Look very healthy! But this must be a strain of milkweed that is unique to your area or maybe this strain is different than northern strain milkweed? Yours looks like it has a woody stem and thin, flat more veined leaves.
Our milkweed has a soft green fragile stem that oozes milky fluid if bruised. The leaves are wider and thicker. I should find and try to post a picture. see attached but our milkweed in the fields and ditches look different than these pictures too. Maybe they color up more in the fall.
Thanks for the primer on milkweed, It sounds like I need to tramp around in wetlands and swamps and see if I can find the swamp milkweed variety. Would it be in pink blossom this time of year?
All of the milkweed here has already gone to seed. In my part of Misery bloom usually starts late July/early August, and lasts for most of August. By the time September rolls around all that's left is a bunch of dried up seed pods.
I just went out and checked the ones that we planted on the pond dam in 2019, in hopes that I could grab some seed to share. It has dropped already, but I did find this little guy happily munching away.
The local greenhouse had swamp milkweed for $1 for a 1 foot size plant so I got 12 and planted them right at the waters edge . . being smaller I don’t know if they’ll survive winter or not
I plucked this seed pod before it dried down enough to start shedding. I'll stick it in the freezer for the winter, then see if I can get some new ones growing come spring.
I have an abundance of common milkweed here. I'll share seed with anyone that wants it, and won't even ask for the four bits it'll cost to mail it out.
With any good luck I'll have enough swamp milkweed seed to share late next summer. If the seed I collected last summer is any good I should wind up with at least a dozen new baby plants to set out next summer.
I did a lot of work last winter at the farm driving around in the areas with tall prairie grass. When spring rolled around, several sections of my front grill sprouted beautiful green grass.
I didn't realize that Ford made an F-150 "Chia Pet" edition!

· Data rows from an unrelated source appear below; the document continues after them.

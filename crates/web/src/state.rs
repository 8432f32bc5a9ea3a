//! Application state shared across handlers.

use std::sync::Arc;

use sqlx::PgPool;

use crate::config::WebConfig;
use crate::content::ContentStore;
use crate::db::{
    AdminUserRepository, ContentRepository, LeadRepository, PgAdminUserRepository,
    PgContentRepository, PgLeadRepository,
};
use crate::services::{AuthService, CredentialVerifier, MediaStorage};

/// Application state shared across all handlers.
///
/// This struct is cheaply cloneable via `Arc` and provides access to
/// shared resources like repositories and configuration.
#[derive(Clone)]
pub struct AppState {
    inner: Arc<AppStateInner>,
}

struct AppStateInner {
    config: WebConfig,
    pool: Option<PgPool>,
    leads: Arc<dyn LeadRepository>,
    content: ContentStore,
    credentials: Arc<dyn CredentialVerifier>,
    storage: MediaStorage,
}

/// Storage backends for [`AppState::from_parts`].
pub struct Backends {
    pub leads: Arc<dyn LeadRepository>,
    pub content: Arc<dyn ContentRepository>,
    pub admin_users: Arc<dyn AdminUserRepository>,
}

impl AppState {
    /// Create the application state backed by `PostgreSQL`.
    #[must_use]
    pub fn new(config: WebConfig, pool: PgPool) -> Self {
        let backends = Backends {
            leads: Arc::new(PgLeadRepository::new(pool.clone())),
            content: Arc::new(PgContentRepository::new(pool.clone())),
            admin_users: Arc::new(PgAdminUserRepository::new(pool.clone())),
        };
        Self::build(config, Some(pool), backends)
    }

    /// Create the application state over arbitrary backends, without a
    /// database pool. Readiness checks report healthy.
    #[must_use]
    pub fn from_parts(config: WebConfig, backends: Backends) -> Self {
        Self::build(config, None, backends)
    }

    fn build(config: WebConfig, pool: Option<PgPool>, backends: Backends) -> Self {
        let storage = MediaStorage::new(&config.base_url, config.uploads.clone());
        Self {
            inner: Arc::new(AppStateInner {
                pool,
                leads: backends.leads,
                content: ContentStore::new(backends.content),
                credentials: Arc::new(AuthService::new(backends.admin_users)),
                storage,
                config,
            }),
        }
    }

    /// Get a reference to the site configuration.
    #[must_use]
    pub fn config(&self) -> &WebConfig {
        &self.inner.config
    }

    /// Get the database pool, if the state is backed by `PostgreSQL`.
    #[must_use]
    pub fn pool(&self) -> Option<&PgPool> {
        self.inner.pool.as_ref()
    }

    #[must_use]
    pub fn leads(&self) -> &dyn LeadRepository {
        self.inner.leads.as_ref()
    }

    /// Get the content store accessor.
    #[must_use]
    pub fn content(&self) -> &ContentStore {
        &self.inner.content
    }

    /// Get the credential verifier used by the login form.
    #[must_use]
    pub fn credentials(&self) -> &dyn CredentialVerifier {
        self.inner.credentials.as_ref()
    }

    #[must_use]
    pub fn storage(&self) -> &MediaStorage {
        &self.inner.storage
    }
}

Great news! The Western migration of Monarch butterflies boomed this past year, up literally one hundred times from the previous very low year! The Eastern migration isn't as well documented, but indications are that it was up also, though not as much.
People are planting more milkweed, but I'm sure there's more to it than just that. Animal populations tend toward boom & busts naturally, so glad to see a boom.